Dashboard Statistik
Kembali ke halaman berita

Perkuat Perencanaan SPM Pendidikan 2027, Bappeda Lampung Dorong Sinergi dan Penganggaran Berbasis Data

PEMERINTAHAN DAN PEMBANGUNAN MANUSIA Wednesday, 13 May 2026
Perkuat Perencanaan SPM Pendidikan 2027, Bappeda Lampung Dorong Sinergi dan Penganggaran Berbasis Data
Bandar Lampung – Komitmen Pemerintah Provinsi Lampung dalam meningkatkan kualitas layanan pendidikan terus diperkuat melalui perencanaan pembangunan yang terarah dan berbasis kebutuhan daerah. Salah satu langkah strategis tersebut diwujudkan melalui kegiatan Pendampingan Perencanaan Standar Pelayanan Minimal (SPM) Pendidikan Tahun 2027 yang berlangsung di Ballroom Emersia Hotel, Bandar Lampung, pada 11–13 Mei 2026. Kegiatan ini menghadirkan Kepala Bappeda Provinsi Lampung, Dr. Anang Risgiyanto, S.K.M., M.Kes., sebagai narasumber.

Kegiatan yang diselenggarakan sebagai bagian dari upaya penguatan tata kelola pembangunan pendidikan tersebut menjadi momentum penting dalam menyelaraskan arah kebijakan pemerintah pusat dan daerah. Penyelarasan ini diperlukan untuk memastikan pemenuhan Standar Pelayanan Minimal (SPM) bidang pendidikan dapat dilaksanakan secara efektif, terukur, dan berkelanjutan di seluruh wilayah Provinsi Lampung.

Dalam paparannya, Kepala Bappeda Provinsi Lampung menekankan bahwa kualitas pendidikan yang baik harus didukung oleh perencanaan yang matang dan berbasis data. Menurutnya, perencanaan pembangunan pendidikan tidak hanya berfokus pada pemenuhan target administratif, tetapi juga harus mampu menjawab kebutuhan riil masyarakat serta tantangan pembangunan sumber daya manusia di masa depan.

Melalui forum tersebut, Bappeda Provinsi Lampung turut mendorong penguatan perencanaan dan penganggaran pembangunan pendidikan berbasis data sebagai landasan pengambilan kebijakan. Pendekatan ini dinilai penting untuk memastikan setiap program dan kegiatan yang direncanakan benar-benar memberikan dampak terhadap peningkatan akses, mutu, dan pemerataan layanan pendidikan.

Selain itu, kegiatan ini menjadi wadah strategis untuk memperkuat sinergi antar perangkat daerah dan pemerintah kabupaten/kota dalam merumuskan langkah-langkah percepatan pemenuhan SPM Pendidikan. Kolaborasi yang terbangun diharapkan mampu menciptakan keselarasan antara perencanaan, penganggaran, dan pelaksanaan program pendidikan di lapangan.

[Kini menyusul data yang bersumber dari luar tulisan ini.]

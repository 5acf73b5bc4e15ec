// Copyright (c) 2026 LearnHub Contributors
// SPDX-License-Identifier: AGPL-3.0
//! External collaborators consulted while resolving a visitor.
//!
//! Both are owned by the hosted backend; the gateway only reads from them.

use async_trait::async_trait;
use thiserror::Error;

use super::role::Role;
use super::session::{Session, SessionCredentials, UserId};

#[derive(Debug, Error)]
pub enum SessionLookupError {
    #[error("Auth provider unavailable: {0}")]
    Unavailable(String),

    #[error("Unexpected auth provider response: {0}")]
    InvalidResponse(String),
}

#[derive(Debug, Error)]
pub enum ProfileLookupError {
    #[error("Profile store unavailable: {0}")]
    Unavailable(String),

    #[error("Unexpected profile store response: {0}")]
    InvalidResponse(String),

    /// The stored role is not one the gateway understands.
    #[error("Profile for user {user_id} has unrecognised role '{raw}'")]
    MalformedRole { user_id: UserId, raw: String },
}

/// Auth provider: turns request credentials into a session.
#[async_trait]
pub trait SessionProvider: Send + Sync {
    /// `Ok(None)` when the credentials are absent, expired or rejected.
    async fn get_session(
        &self,
        credentials: &SessionCredentials,
    ) -> Result<Option<Session>, SessionLookupError>;
}

/// Profile store: maps a user to their single role.
#[async_trait]
pub trait ProfileStore: Send + Sync {
    /// `Ok(None)` when the user has no profile row.
    async fn get_role(&self, session: &Session) -> Result<Option<Role>, ProfileLookupError>;
}
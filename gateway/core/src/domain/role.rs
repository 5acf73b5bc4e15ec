// Copyright (c) 2026 LearnHub Contributors
// SPDX-License-Identifier: AGPL-3.0
//! # Roles and Role Homes
//!
//! Every user profile carries exactly one [`Role`]. Each role owns a dashboard
//! ("role home"); the mapping from role to home path is a fixed table, so a
//! redirect target can never be assembled from an unvalidated string.
//!
//! | Resolution | Home |
//! |------------|------|
//! | `student` | `/dashboard` |
//! | `instructor` | `/dashboard/instructor` |
//! | `admin` | `/dashboard/admin` |
//! | unknown | `/dashboard` |

use serde::{Deserialize, Serialize};
use std::fmt;
use std::str::FromStr;
use thiserror::Error;

/// Generic dashboard, also the safe destination for unknown roles.
pub const GENERIC_DASHBOARD: &str = "/dashboard";
pub const INSTRUCTOR_DASHBOARD: &str = "/dashboard/instructor";
pub const ADMIN_DASHBOARD: &str = "/dashboard/admin";

#[derive(Debug, Error, Clone, PartialEq, Eq)]
pub enum RoleParseError {
    #[error("Unrecognised role: '{0}'")]
    Unrecognised(String),
}

/// Marketplace role stored on the user profile.
#[derive(Debug, Clone, Copy, PartialEq, Eq, Hash, Serialize, Deserialize)]
#[serde(rename_all = "lowercase")]
pub enum Role {
    Student,
    Instructor,
    Admin,
}

impl Role {
    pub const ALL: [Role; 3] = [Role::Student, Role::Instructor, Role::Admin];

    pub fn as_str(&self) -> &'static str {
        match self {
            Role::Student => "student",
            Role::Instructor => "instructor",
            Role::Admin => "admin",
        }
    }

    /// Dashboard this role lands on.
    pub fn home_path(&self) -> &'static str {
        match self {
            Role::Student => GENERIC_DASHBOARD,
            Role::Instructor => INSTRUCTOR_DASHBOARD,
            Role::Admin => ADMIN_DASHBOARD,
        }
    }
}

impl fmt::Display for Role {
    fn fmt(&self, f: &mut fmt::Formatter<'_>) -> fmt::Result {
        f.write_str(self.as_str())
    }
}

impl FromStr for Role {
    type Err = RoleParseError;

    /// Accepts the exact lowercase profile-store spelling only.
    fn from_str(s: &str) -> Result<Self, Self::Err> {
        match s {
            "student" => Ok(Role::Student),
            "instructor" => Ok(Role::Instructor),
            "admin" => Ok(Role::Admin),
            _ => Err(RoleParseError::Unrecognised(s.to_string())),
        }
    }
}

/// Outcome of resolving a session's role for a single request.
///
/// `Unknown` covers a missing profile, a failed or timed-out lookup, and a
/// role string the gateway does not recognise.
#[derive(Debug, Clone, Copy, PartialEq, Eq, Hash, Serialize, Deserialize)]
#[serde(rename_all = "snake_case")]
pub enum RoleResolution {
    Known(Role),
    Unknown,
}

impl RoleResolution {
    pub fn home_path(&self) -> &'static str {
        match self {
            RoleResolution::Known(role) => role.home_path(),
            RoleResolution::Unknown => GENERIC_DASHBOARD,
        }
    }
}

impl fmt::Display for RoleResolution {
    fn fmt(&self, f: &mut fmt::Formatter<'_>) -> fmt::Result {
        match self {
            RoleResolution::Known(role) => write!(f, "{}", role),
            RoleResolution::Unknown => f.write_str("unknown"),
        }
    }
}
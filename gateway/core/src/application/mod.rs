// Copyright (c) 2026 LearnHub Contributors
// SPDX-License-Identifier: AGPL-3.0

pub mod access_control;

pub use access_control::{AccessControlService, StandardAccessControlService};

Kegiatan ini melibatkan berbagai pemangku kepentingan, antara lain Kementerian Pendidikan Dasar dan Menengah melalui BPMP Lampung, Bappeda, BPKAD, Dinas Pendidikan Provinsi Lampung, serta Bappeda dan Dinas Pendidikan kabupaten/kota se-Provinsi Lampung. Kehadiran seluruh unsur tersebut mencerminkan komitmen bersama dalam mewujudkan layanan pendidikan yang lebih merata, berkualitas, dan berkelanjutan.

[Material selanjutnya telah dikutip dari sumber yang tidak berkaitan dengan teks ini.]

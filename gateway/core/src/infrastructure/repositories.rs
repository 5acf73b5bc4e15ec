// Copyright (c) 2026 LearnHub Contributors
// SPDX-License-Identifier: AGPL-3.0
//! In-memory auth provider and profile store for local runs and tests.

use async_trait::async_trait;
use std::collections::HashMap;
use std::sync::Arc;
use tokio::sync::RwLock;

use crate::domain::repository::{
    ProfileLookupError, ProfileStore, SessionLookupError, SessionProvider,
};
use crate::domain::role::Role;
use crate::domain::session::{Session, SessionCredentials, SessionToken, UserId};

/// Token-to-user table standing in for the hosted auth provider.
#[derive(Clone, Default)]
pub struct InMemorySessionProvider {
    sessions: Arc<RwLock<HashMap<String, UserId>>>,
}

impl InMemorySessionProvider {
    pub fn new() -> Self {
        Self::default()
    }

    pub async fn sign_in(&self, token: impl Into<String>, user_id: UserId) {
        self.sessions.write().await.insert(token.into(), user_id);
    }

    /// Returns whether a session existed.
    pub async fn sign_out(&self, token: &str) -> bool {
        self.sessions.write().await.remove(token).is_some()
    }
}

#[async_trait]
impl SessionProvider for InMemorySessionProvider {
    async fn get_session(
        &self,
        credentials: &SessionCredentials,
    ) -> Result<Option<Session>, SessionLookupError> {
        let Some(token) = &credentials.token else {
            return Ok(None);
        };
        let guard = self.sessions.read().await;
        Ok(guard
            .get(token.expose())
            .map(|user_id| Session::new(user_id.clone(), SessionToken::new(token.expose()))))
    }
}

/// Profile table keyed by user id. Roles are stored raw so that rows with
/// unrecognised roles can be represented.
#[derive(Clone, Default)]
pub struct InMemoryProfileStore {
    profiles: Arc<RwLock<HashMap<UserId, String>>>,
}

impl InMemoryProfileStore {
    pub fn new() -> Self {
        Self::default()
    }

    pub async fn set_role(&self, user_id: UserId, role: Role) {
        self.set_raw_role(user_id, role.as_str()).await;
    }

    pub async fn set_raw_role(&self, user_id: UserId, raw: impl Into<String>) {
        self.profiles.write().await.insert(user_id, raw.into());
    }

    pub async fn remove(&self, user_id: &UserId) {
        self.profiles.write().await.remove(user_id);
    }
}

#[async_trait]
impl ProfileStore for InMemoryProfileStore {
    async fn get_role(&self, session: &Session) -> Result<Option<Role>, ProfileLookupError> {
        let guard = self.profiles.read().await;
        match guard.get(&session.user_id) {
            None => Ok(None),
            Some(raw) => raw.parse::<Role>().map(Some).map_err(|_| {
                ProfileLookupError::MalformedRole {
                    user_id: session.user_id.clone(),
                    raw: raw.clone(),
                }
            }),
        }
    }
}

Lebih dari sekadar forum koordinasi, pendampingan ini menjadi langkah nyata dalam memperkuat kapasitas daerah untuk merencanakan pembangunan pendidikan secara lebih terukur dan berbasis kebutuhan. Dengan demikian, setiap kebijakan dan alokasi anggaran yang disusun dapat lebih tepat sasaran serta memberikan manfaat langsung bagi peserta didik dan masyarakat.

Bappeda Provinsi Lampung meyakini bahwa peningkatan kualitas pendidikan merupakan investasi jangka panjang yang akan menentukan daya saing daerah di masa mendatang. Oleh karena itu, sinergi antara pemerintah pusat, pemerintah provinsi, dan pemerintah kabupaten/kota perlu terus diperkuat agar pembangunan pendidikan berjalan selaras dan berkelanjutan.

Melalui kolaborasi yang solid serta perencanaan yang berkualitas, Provinsi Lampung diharapkan mampu terus meningkatkan mutu sumber daya manusia sebagai bagian dari kontribusi nyata menuju terwujudnya Indonesia Emas 2045. Sebab, pendidikan yang unggul selalu berawal dari perencanaan yang kuat, penganggaran yang tepat, dan komitmen bersama untuk menghadirkan layanan pendidikan terbaik bagi seluruh masyarakat.